XXII. — « VADE RETRO ! »

Longuement l’élève, la fiancée de Marcellus, regarda l’homme qui l’avait tant aimée. Elle vit ce blême et terreux visage, ces joues caves, cette bouche édentée, ces yeux éteints, ces cheveux grisonnans, ce front que sillonnaient les rides ; elle vit son œuvre de destruction, et un outrageant éclat de rire fut sa réponse.

— Esther Mosselman, reprit Lautrem..., j’avais manqué gravement à mon devoir. L’enfant de Teresa est tourmenté par un démon ; j’aurais dû accourir pour délivrer le fils de cette chrétienne ; mais je n’ai pas voulu franchir le seuil de votre maison.

— Vous avez eu grand tort, mon ami.

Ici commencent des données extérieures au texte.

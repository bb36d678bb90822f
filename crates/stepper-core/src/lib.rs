//! stepper core: transport-agnostic access gate, degree mapping, settings and
//! error types.
//!
//! This crate turns a raw activity count into an angular position for a
//! stepper-motor indicator. It carries no transport or runtime dependencies;
//! the gateway supplies settings and counts and owns the HTTP lifecycle.
//!
//! # Defensive guarantees
//! Panics, `unwrap`, and `expect` are compile-denied here
//! (`#![deny(clippy::panic, clippy::unwrap_used, clippy::expect_used)]`).
//! All fallible paths must surface as `StepperError`/`Result`.

#![deny(clippy::unwrap_used)]
#![deny(clippy::expect_used)]
#![deny(clippy::panic)]

pub mod body;
pub mod degrees;
pub mod error;
pub mod gate;
pub mod settings;

/// Shared result type.
pub use error::{Result, StepperError};

pub use degrees::{to_degrees, MaxScale, MAX_DEGREES};
pub use gate::authorize;
pub use settings::Settings;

La Sirena aurait offert à votre sainte personne bon souper, bon gîte, et peut-être le reste. J’y pratique la plus large hospitalité... Appelez-moi, s’il vous plaît : princesse.

— Esther Mosselman, Dieu triomphe aisément de nos lâches résistances. Il m’a poussé vers vous, — inconscient, dans la nuit, sur les flots, scellant mes yeux par le sommeil, abolissant en moi jusqu’à la notion de mon être, et me voici devant votre face.

— Permettez-moi, mon révérend père, de prendre une cigarette ; le prône menace d’être long, et je m’ennuierai moins en fumant.